Distribution (or Spending) Policy
The Texas Constitution directs the UT Board to establish a distribution policy that provides stable, inflation-adjusted distributions to the AUF and preserves the real value of the PUF Investments over the long term. To achieve these goals, the UT Board has adopted a "percent of assets" spending policy for the PUF. Under this policy, the distribution rate is set, currently 4.75% of the prior twelve quarters' average net asset value of PUF assets, and therefore dollar distributions vary with the volatility inherent in financial markets. Although this policy exposes distribution recipients to relative high volatility and may result in the loss of nominal or real purchasing power in yearly distributions, it is effective in maintaining the purchasing power of the PUF corpus. This policy was chosen for the PUF because it best suits endowments in which current distributions are small relative to the total budget of the beneficiary and where long term growth of the endowment fund is the key objective as is the case with the PUF.
However, the UT Board does not have unlimited authority to set the PUF distribution rate. Distributions to the Available University Fund are subject to the following overriding Constitutional requirements:
1. Distributions must be at least equal to the amount needed to pay debt service on PUF Bonds;
2. Distributions may not increase from the preceding year (except as necessary to pay debt service on PUF Bonds) unless the purchasing power of PUF Investments for any rolling 10-year period has been preserved;
3. Distributions may not exceed 7 percent of the average net fair market value of PUF Investments in any fiscal year, except as necessary to pay debt service on PUF Bonds.
Distributions from the PUF to the AUF decreased by 4.1% from $363.0 million in fiscal year 2003 to $348.0 million in fiscal year 2004. This drop in the distribution was due primarily to poor investment returns early in the trailing three year history used to calculate the base endowment value which, multiplied by the 4.75% policy distribution rate, determines the distribution amount. As these earlier lower return years are replaced by the higher returns of the past two years in the calculation, distributions are likely to increase. Figure F shows the ten year history of PUF distributions.
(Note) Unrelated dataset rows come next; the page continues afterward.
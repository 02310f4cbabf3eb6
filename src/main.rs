use chrono::{Duration, TimeZone, Utc};
use std::collections::BTreeMap;

use equitix::config::AnalysisConfig;
use equitix::logging::init_logging;
use equitix::models::Candle;
use equitix::strategies::StrategyEngine;

fn main() -> Result<(), Box<dyn std::error::Error>> {
    dotenvy::dotenv().ok();
    init_logging();

    let candles = demo_candles(120);
    let metrics = demo_metrics();
    let cfg = AnalysisConfig::default();

    let results = StrategyEngine::analyze("DEMO", &candles, &metrics, &cfg)?;
    if results.is_empty() {
        println!("Not enough history to analyze.");
        return Ok(());
    }

    for (i, result) in results.iter().enumerate() {
        println!(
            "{}. {} — score {:.2}, entry {:.2}, stop {:.2}, target {:.2}",
            i + 1,
            result.strategy,
            result.score,
            result.entry,
            result.stop,
            result.target
        );
        for reason in &result.reasons {
            println!("     - {reason}");
        }
    }

    println!("\nTop pick as JSON:");
    println!("{}", serde_json::to_string_pretty(&results[0])?);
    Ok(())
}

/// Gentle uptrend with a high-volume breakout on the final bar.
fn demo_candles(count: usize) -> Vec<Candle> {
    let start = Utc.with_ymd_and_hms(2025, 1, 1, 0, 0, 0).unwrap();
    let mut candles = Vec::with_capacity(count);
    for i in 0..count {
        let base = 100.0 + i as f64 * 0.3;
        let last = i == count - 1;
        let close = if last { base + 4.0 } else { base };
        let volume = if last { 2_400_000.0 } else { 1_000_000.0 };
        candles.push(Candle::new(
            base - 0.2,
            close + 0.5,
            base - 0.6,
            close,
            volume,
            start + Duration::days(i as i64),
        ));
    }
    candles
}

fn demo_metrics() -> BTreeMap<String, f64> {
    BTreeMap::from([
        ("market_cap".to_string(), 85_000.0),
        ("pe_ratio".to_string(), 18.5),
        ("roe".to_string(), 21.0),
        ("debt_to_equity".to_string(), 0.4),
        ("sales_growth_3y".to_string(), 12.0),
        ("profit_growth_3y".to_string(), 17.0),
    ])
}
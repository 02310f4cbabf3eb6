//! Shared data models spanning the engine layers.

pub mod candle;
pub mod fundamentals;
pub mod signal;
pub mod strategy;

pub use candle::{Candle, EnrichedBar};
pub use fundamentals::FundamentalSummary;
pub use signal::{Signal, SignalDirection, SignalKind};
pub use strategy::StrategyResult;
As depicted in the Figure G, the PUF has achieved the objective of maintaining inflation adjusted value because purchasing power has increased over the ten year period by 3.77%. Fiscal year 2004 provided real growth in the PUF of 9.37%. This growth is retained in the PUF to offset years, such as fiscal years 2002 and 2001, when investment returns trailed the inflation rate and purchasing power was not maintained. The rate of investment return in Figure GFigure G is the gross total return. The net investment return reported in Figure E is net of investment management fees. The expense rate in Figure G includes both investment management fees and other fees.